**WHAT YOU HAVE TO DO**
The line containing "pub mod aggregate;" marks the end; copy exactly all lines from the start of the material up to and including it.

**SUPPLIED DATA**
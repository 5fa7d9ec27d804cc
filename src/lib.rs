//! Oilsense: Lubricant-Analysis Operational Intelligence
//!
//! Threshold-computation and classification engine for periodic oil-analysis
//! samples from heavy mining equipment.
//!
//! ## Architecture
//!
//! - **Limits**: Stewart-limit calculator — per (machine, component, essay)
//!   statistical thresholds from a client's historical population
//! - **Classify**: three-tier state machine (essay → report → machine)
//! - **Recommend**: bounded-concurrency fan-out of maintenance-recommendation
//!   requests to an external text-generation service
//! - **Pipeline**: per-client orchestration with error containment

pub mod aggregate;
pub mod classify;
pub mod config;
pub mod data;
pub mod limits;
pub mod normalize;
pub mod pipeline;
pub mod recommend;
pub mod types;

// Re-export configuration
pub use config::PipelineConfig;

// Re-export commonly used types
pub use types::{
    BreachRecord, BreachTier, ClassifiedSample, ComponentSnapshot, MachineStatus, ReportStatus,
    Sample,
};

// Re-export the threshold engine
pub use limits::{ThresholdKey, ThresholdSet, ThresholdStore};

// Re-export orchestration
pub use pipeline::{ClientOutcome, ClientSummary, Orchestrator, PipelineError, RunOptions};

// Re-export the recommendation layer
pub use recommend::{ChatClient, RecommendError, Recommender};
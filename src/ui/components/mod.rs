//! Reusable markup components, rendered with maud.
//!
//! # Components
//!
//! - [`link_button`]: Anchor styled as a call-to-action
//! - [`card`], [`feature_card`]: Bordered containers

mod card;
mod link_button;

pub use card::{card, feature_card};
pub use link_button::{LinkSize, LinkVariant, link_button};
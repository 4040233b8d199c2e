//! MedAI Clerk marketing site
//!
//! A server-rendered landing site for MedAI Clerk, the AI assistant that
//! drafts SOAP notes and suggests ICD-10 codes.
//!
//! # Architecture
//!
//! - **Server**: Axum router with static assets, tracing and request timeouts
//! - **UI**: maud templates composed into a shared page shell
//! - **Config**: defaults, YAML file, environment and CLI layered with `config`
//!
//! # Modules
//!
//! - [`config`]: Layered application configuration
//! - [`site`]: Routes, navigation entries and the clock
//! - [`ui`]: Page shell, landing page and secondary pages
//! - [`server`]: Router construction and startup

// Allow pedantic clippy warnings that don't add value for this codebase
#![allow(clippy::missing_fields_in_debug)]
#![allow(clippy::cargo_common_metadata)]
#![allow(clippy::multiple_crate_versions)]
#![allow(clippy::unused_async)]

pub mod config;
pub mod error;
pub mod server;
pub mod site;
pub mod ui;

use std::sync::Arc;

use crate::config::AppConfig;
use crate::site::Clock;

/// Application state shared across all handlers.
#[derive(Clone, Debug)]
pub struct AppState {
    /// Global Configuration
    pub config: Arc<AppConfig>,
    /// Date source for the footer year.
    pub clock: Arc<dyn Clock>,
}

impl AppState {
    pub fn new(config: Arc<AppConfig>, clock: Arc<dyn Clock>) -> Self {
        Self { config, clock }
    }
}
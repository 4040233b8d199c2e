//! Server-rendered UI.
//!
//! Every page is a pure function from static copy (plus [`SiteConfig`]) to
//! [`maud::Markup`]; [`shell::shell`] wraps it in the shared chrome.
//!
//! [`SiteConfig`]: crate::config::SiteConfig

pub mod components;
pub mod landing;
pub mod pages;
pub mod shell;

use maud::Markup;

use crate::config::SiteConfig;
use crate::site::Route;
pub use shell::{PageContext, PageMeta};

/// Render a full document for one of the site's own routes.
///
/// Returns `None` for routes the site links to but does not serve.
pub fn render_route(ctx: &PageContext<'_>, route: Route) -> Option<Markup> {
    let (name, content) = route_content(ctx.site, route)?;
    let page = PageMeta {
        name,
        route: Some(route),
    };
    Some(shell::shell(ctx, page, content))
}

/// Render the 404 document.
pub fn render_not_found(ctx: &PageContext<'_>) -> Markup {
    shell::shell(ctx, PageMeta::NOT_FOUND, pages::not_found())
}

fn route_content(site: &SiteConfig, route: Route) -> Option<(Option<&'static str>, Markup)> {
    match route {
        Route::Home => Some((None, landing::landing())),
        Route::Features => Some((Some("Features"), pages::features())),
        Route::About => Some((Some("About"), pages::about(site))),
        Route::Contact => Some((Some("Contact"), pages::contact(site))),
        Route::Soap => None,
    }
}
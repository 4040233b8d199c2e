//! Landing page: product pitch with calls to action and a sample conversion.

use maud::{Markup, html};

use crate::site::Route;
use crate::ui::components::{LinkSize, LinkVariant, card, link_button};

/// Claims listed under the calls to action.
pub const CLAIMS: [&str; 3] = [
    "HIPAA‑friendly design patterns",
    "Fast, minimalist server-rendered UI",
    "Pluggable backend URL",
];

/// Sample input and the two outputs the application produces for it.
pub const EXAMPLE: &str = "\
Input: \"45 y/o with intermittent chest pain...\"
→ SOAP: Subjective, Objective, Assessment, Plan
→ ICD‑10: R07.9 (Chest pain, unspecified)";

pub fn landing() -> Markup {
    html! {
        section class="py-16 sm:py-24" {
            div class="grid gap-12 lg:grid-cols-2 lg:items-center" {
                div class="space-y-6" {
                    h1 class="text-4xl sm:text-5xl font-bold leading-tight" {
                        "AI that drafts "
                        span class="underline decoration-foreground/40" { "SOAP notes" }
                        " in seconds."
                    }
                    p class="text-foreground/80 text-lg" {
                        "Paste patient transcripts or free‑form notes, and MedAI Clerk will \
                         structure them into clean, compliant SOAP documentation and suggest \
                         ICD‑10 codes."
                    }
                    div class="flex gap-4" {
                        (link_button(Route::Soap.path(), "Try it now", LinkVariant::Solid, LinkSize::Lg))
                        (link_button(Route::Features.path(), "See features", LinkVariant::Outline, LinkSize::Lg))
                    }
                    ul class="mt-6 grid gap-3 text-sm text-foreground/80" {
                        @for claim in CLAIMS {
                            li { "• " (claim) }
                        }
                    }
                }
                (card("p-6", html! {
                    pre class="text-xs overflow-auto leading-relaxed" { (EXAMPLE) }
                }))
            }
        }
    }
}

#[cfg(test)]
mod tests {
    use super::*;

    fn links(html: &str) -> Vec<(&str, &str)> {
        html.split("<a href=\"")
            .skip(1)
            .map(|rest| {
                let href = rest.split('"').next().unwrap();
                let label = rest.split('>').nth(1).unwrap().split('<').next().unwrap();
                (href, label)
            })
            .collect()
    }

    #[test]
    fn has_exactly_two_calls_to_action() {
        let html = landing().into_string();
        assert_eq!(
            links(&html),
            [("/soap", "Try it now"), ("/features", "See features")]
        );
    }

    #[test]
    fn lists_three_claims() {
        let html = landing().into_string();
        assert_eq!(html.matches("<li>").count(), 3);
        assert!(html.contains("Pluggable backend URL"));
    }

    #[test]
    fn example_block_mentions_soap_and_code() {
        let html = landing().into_string();
        let start = html.find("<pre").unwrap();
        let end = html.find("</pre>").unwrap();
        let example = &html[start..end];
        assert!(example.contains("SOAP"));
        assert!(example.contains("R07.9"));
    }

    #[test]
    fn copy_keeps_non_breaking_hyphens() {
        let html = landing().into_string();
        assert!(html.contains("HIPAA\u{2011}friendly"));
        assert!(html.contains("free\u{2011}form"));
        assert_eq!(html.matches("ICD\u{2011}10").count(), 2);
        assert!(!html.contains("ICD-10"));
    }

    #[test]
    fn heading_emphasizes_soap_notes() {
        let html = landing().into_string();
        assert!(html.contains(r#"<span class="underline decoration-foreground/40">SOAP notes</span>"#));
    }
}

**SOLUTION FOR THIS PROBLEM**
repository 5fa7d9ec27d804cc
filename src/lib.rs
//! Oilsense: Lubricant-Analysis Operational Intelligence
//!
//! Threshold-computation and classification engine for periodic oil-analysis
//! samples from heavy mining equipment.
//!
//! ## Architecture
//!
//! - **Limits**: Stewart-limit calculator — per (machine, component, essay)
//!   statistical thresholds from a client's historical population
//! - **Classify**: three-tier state machine (essay → report → machine)
//! - **Recommend**: bounded-concurrency fan-out of maintenance-recommendation
//!   requests to an external text-generation service
//! - **Pipeline**: per-client orchestration with error containment

pub mod aggregate;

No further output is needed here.